Why? I'll try and keep this brief, as I've been involved in 2 of these:
- Hellcat engine: (Crate = $15,000-$18,000, OEM new = $20,100 for a 717hp stock new factory crate engine...comes with a warranty)
- Need new 8HP90 transmission (or a refurbed one... $7-12k)
- Driveshaft upgrade ($1,500)
- Likely axle half shafts and a rear diff ($3k)
- New PCM and TCM ($1,600)
- New dash and UConnect screen ($2,000)
- ALL THE WIRING. ALL OF IT. 100% ALL THE WIRING. Take the old stuff out, rewire the entire damn car. Otherwise, when you go for the first start, it's going to throw 300-400 codes. I'm not kidding. On the first car we did, we chased all the codes and spent literally 3 months swapping out solenoids, relays, fuses, fuseable links, etc. On the 2nd car, we replaced all the major wiring harnesses and it took us from 380 codes down to 84
- Front suspension components need beefed up for the heavier powertrain ($3,000-$5,000)
- New wheels and tires
- New fuel pumps
I'm likely missing a few of the key items, as it's been a few years. But the other side of this is that the work will take months. Your labor bill will likely exceed the parts cost by a factor of 2. The labor will be exceptionally expensive if you put a delivery condition on them that demands a no CEL guarantee. If you don't do that, you may very well get a swap, but it'll end up with the aforementioned dozens and dozens and dozens of codes. That's because the way the PCM works, it polls everything from the rear camera to the window motors. If it gets a voltage irregularity, it prevents the fuel pumps from turning on. Bypassing it just causes another error to pop up that prevents the ignition from sending spark, and so on, and so on. On the first car we did in 2015, it took us and a team we flew in from Diablosport 3 weeks just to figure out why the car wouldn't start. Turns out the rear camera module was tripping the voltage code, which couldn't be cleared because the PCM was looking for a different camera that ran on a different power setting. So, we had to swap the spoiler and the camera to get the fuel pump to fire up.

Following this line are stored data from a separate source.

//! Issued count and the one-shot per-identity minted flag.

use alloy_primitives::Address;
use std::collections::HashSet;

use super::{MintError, MintResult};
use crate::chain::TokenId;

/// Persistent record of what a collection has issued.
///
/// An identity, once marked, stays marked. `total_issued` only grows.
#[derive(Debug, Clone, Default, PartialEq, Eq)]
pub struct MintLedger {
    total_issued: u64,
    minted: HashSet<Address>,
}

impl MintLedger {
    pub fn new() -> Self {
        Self::default()
    }

    pub fn total_issued(&self) -> u64 {
        self.total_issued
    }

    pub fn has_minted(&self, who: &Address) -> bool {
        self.minted.contains(who)
    }

    /// The id the next successful mint will receive.
    pub fn next_token_id(&self) -> TokenId {
        self.total_issued + 1
    }

    pub fn ensure_unminted(&self, who: Address) -> MintResult<()> {
        if self.has_minted(&who) {
            return Err(MintError::AlreadyIssued(who));
        }
        Ok(())
    }

    /// Marks `who` as minted and returns the new token id.
    pub(crate) fn record(&mut self, who: Address) -> MintResult<TokenId> {
        if !self.minted.insert(who) {
            return Err(MintError::AlreadyIssued(who));
        }
        self.total_issued += 1;
        Ok(self.total_issued)
    }
}
//! Off-chain issuance of eligibility proofs.

use alloy_primitives::{Address, B256, U256};
use k256::ecdsa::{RecoveryId, SigningKey};
use std::fmt::{Debug, Formatter};
use std::str::FromStr;

use super::proof::{Proof, eligibility_digest};

/// Error raised while loading an issuer key or signing with it.
#[derive(Debug, Clone, PartialEq, Eq, thiserror::Error)]
pub enum IssuerKeyError {
    #[error("Invalid hex: {0}")]
    InvalidHex(String),

    #[error("Invalid secp256k1 private key")]
    InvalidKey,

    #[error("Signing failed: {0}")]
    Signing(String),
}

/// Holds the issuer's secp256k1 key and signs proofs with it.
///
/// The key is never printed; `Debug` shows the issuer address only.
#[derive(Clone)]
pub struct ProofIssuer {
    key: SigningKey,
    address: Address,
}

impl ProofIssuer {
    pub fn new(key: SigningKey) -> Self {
        let address = Address::from_private_key(&key);
        Self { key, address }
    }

    /// Loads a key from its 32 raw bytes.
    pub fn from_bytes(bytes: &[u8]) -> Result<Self, IssuerKeyError> {
        let key = SigningKey::from_slice(bytes).map_err(|_| IssuerKeyError::InvalidKey)?;
        Ok(Self::new(key))
    }

    /// The address a verifier must be configured with.
    pub fn address(&self) -> Address {
        self.address
    }

    /// Signs an eligibility proof for `identity` on `chain_id`.
    ///
    /// The signature is low-s with `v` in `{27, 28}`.
    pub fn sign(
        &self,
        identity: Address,
        chain_id: U256,
        salt: U256,
    ) -> Result<Proof, IssuerKeyError> {
        let digest = eligibility_digest(identity, chain_id, salt);
        let hash = alloy_primitives::eip191_hash_message(digest);

        let (mut signature, mut recovery_id) = self
            .key
            .sign_prehash_recoverable(hash.as_slice())
            .map_err(|e| IssuerKeyError::Signing(e.to_string()))?;
        if let Some(normalized) = signature.normalize_s() {
            signature = normalized;
            recovery_id = RecoveryId::new(!recovery_id.is_y_odd(), recovery_id.is_x_reduced());
        }

        let (r, s) = signature.split_bytes();
        Ok(Proof {
            claimed_identity: identity,
            chain_id,
            salt,
            v: 27 + u8::from(recovery_id.is_y_odd()),
            r: B256::from_slice(&r),
            s: B256::from_slice(&s),
        })
    }
}

impl FromStr for ProofIssuer {
    type Err = IssuerKeyError;

    /// Parses a hex private key, with or without `0x`.
    fn from_str(s: &str) -> Result<Self, Self::Err> {
        let s = s.trim();
        let s = s.strip_prefix("0x").unwrap_or(s);
        let bytes = hex::decode(s).map_err(|e| IssuerKeyError::InvalidHex(e.to_string()))?;
        Self::from_bytes(&bytes)
    }
}

impl Debug for ProofIssuer {
    fn fmt(&self, f: &mut Formatter<'_>) -> std::fmt::Result {
        f.debug_struct("ProofIssuer")
            .field("address", &self.address)
            .finish_non_exhaustive()
    }
}
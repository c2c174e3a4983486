//! The mint authorization core.
//!
//! A sale is a [`MintAuthority`] parameterized by a [`MintGate`]:
//!
//! - [`MintWindow`] - when minting is permitted, as a pure function of time
//! - [`MintLedger`] - issued count and the one-shot per-identity flag
//! - [`Owner`] - the single identity allowed to administer the sale
//! - [`MintGate`] - the sale-specific admission check (payment or proof)
//!
//! Every rejection is a [`MintError`]; see [`MintError::code`] for the stable
//! category strings.

pub mod authority;
pub use authority::*;

pub mod ledger;
pub use ledger::*;

pub mod owner;
pub use owner::*;

pub mod types;
pub use types::*;

pub mod window;
pub use window::*;
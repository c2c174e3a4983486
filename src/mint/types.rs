//! Outcome types of the mint authorization core.

use alloy_primitives::{Address, U256};
use serde::{Deserialize, Serialize};

use crate::chain::{ProviderError, TokenId};

/// Why the mint window rejected a call.
#[derive(Debug, Clone, Copy, PartialEq, Eq, thiserror::Error)]
pub enum WindowClosed {
    #[error("mint not started")]
    NotStarted,
    #[error("mint has been finished")]
    Finished,
}

/// Why the sale's gate rejected a call.
#[derive(Debug, Clone, PartialEq, Eq, thiserror::Error)]
pub enum GateRejection {
    /// The attached value differs from the fixed price.
    #[error("payment value must be equal to price: expected {expected}, got {got}")]
    InvalidPayment { expected: U256, got: U256 },

    /// The eligibility proof failed verification. Which check failed is not
    /// reported.
    #[error("not whitelist user")]
    InvalidProof,
}

/// Every way a collection call can be rejected.
///
/// A rejected call leaves no trace in storage.
#[derive(Debug, Clone, PartialEq, Eq, thiserror::Error)]
pub enum MintError {
    /// A non-owner attempted an administrative action.
    #[error("caller is not the owner: {caller}")]
    Unauthorized { caller: Address },

    /// The call happened outside the mint window.
    #[error(transparent)]
    WindowClosed(#[from] WindowClosed),

    /// Wrong payment, or the proof failed verification.
    #[error(transparent)]
    GateRejected(#[from] GateRejection),

    /// The identity already holds a pass from this collection.
    #[error("can only mint one pass: {0} has already minted")]
    AlreadyIssued(Address),

    /// A value transfer or token issuance primitive failed.
    #[error("transfer failed: {0}")]
    TransferFailed(#[from] ProviderError),
}

impl MintError {
    /// Stable machine-readable category of the error.
    pub fn code(&self) -> &'static str {
        match self {
            MintError::Unauthorized { .. } => "unauthorized",
            MintError::WindowClosed(_) => "window_closed",
            MintError::GateRejected(_) => "gate_rejected",
            MintError::AlreadyIssued(_) => "already_issued",
            MintError::TransferFailed(_) => "transfer_failed",
        }
    }
}

pub type MintResult<T> = Result<T, MintError>;

/// Proof of a successful mint.
#[derive(Debug, Clone, Copy, PartialEq, Eq, Serialize, Deserialize)]
#[serde(rename_all = "camelCase")]
pub struct MintReceipt {
    pub collection: Address,
    pub to: Address,
    pub token_id: TokenId,
}

#[cfg(test)]
mod tests {
    use super::*;

    #[test]
    fn test_error_codes() {
        let caller = Address::repeat_byte(1);
        assert_eq!(MintError::Unauthorized { caller }.code(), "unauthorized");
        assert_eq!(MintError::from(WindowClosed::Finished).code(), "window_closed");
        assert_eq!(MintError::from(GateRejection::InvalidProof).code(), "gate_rejected");
        assert_eq!(MintError::AlreadyIssued(caller).code(), "already_issued");
        let provider = ProviderError::Rejected("refused".to_string());
        assert_eq!(MintError::from(provider).code(), "transfer_failed");
    }

    #[test]
    fn test_error_reasons() {
        assert_eq!(MintError::from(WindowClosed::NotStarted).to_string(), "mint not started");
        assert_eq!(
            MintError::from(WindowClosed::Finished).to_string(),
            "mint has been finished"
        );
        assert_eq!(
            MintError::from(GateRejection::InvalidProof).to_string(),
            "not whitelist user"
        );
        let msg = MintError::Unauthorized {
            caller: Address::ZERO,
        }
        .to_string();
        assert!(msg.starts_with("caller is not the owner"));
    }
}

Including the price of the owner's car, his out the door price including parts and labor on the Hellcat swap was just about $90,000. This was back when a new, well equipped Hellcat was 65 grand. Today, this is more of a fine science for shops who know how to do it, so you can generally add $40,000 and that will upgrade a SP to a HC spec.
Keep in mind that to do the engine swap, you have to pull the entire interior to do the wiring harness swap. It's actually considerably cheaper to HC power a car that didn't have a Gen 3 Hemi in it than it is to transplant a 6.2L into a Challenger/Charger where a 5.7L once was. That way you can just use Dodge's Hemi kit and that's all you need. But, you can't use that on a modern Challenger/Charger because nothing in the car will work.
And, as always, I'll go ahead and mention that it's against Federal law to perform the swap, so lots of shops are turning down these builds due to increased pressure from the EPA. It's a 25k fine if they get caught doing it. If you get caught driving an illegally swapped engine, it's $6,000 to you, mandatory vehicle impound, and you'll be court ordered to revert it back to OEM or pay to have the vehicle disposed of.
Long story short, it's ludicrously expensive... and when you're done, it's illegal and no warranty. Insurance companies will give you serious grief about insuring it, unless you lie about it. If you ever have a claim though, it's a great way to get denied and have your policy canceled if you did in fact fail to disclose the swap.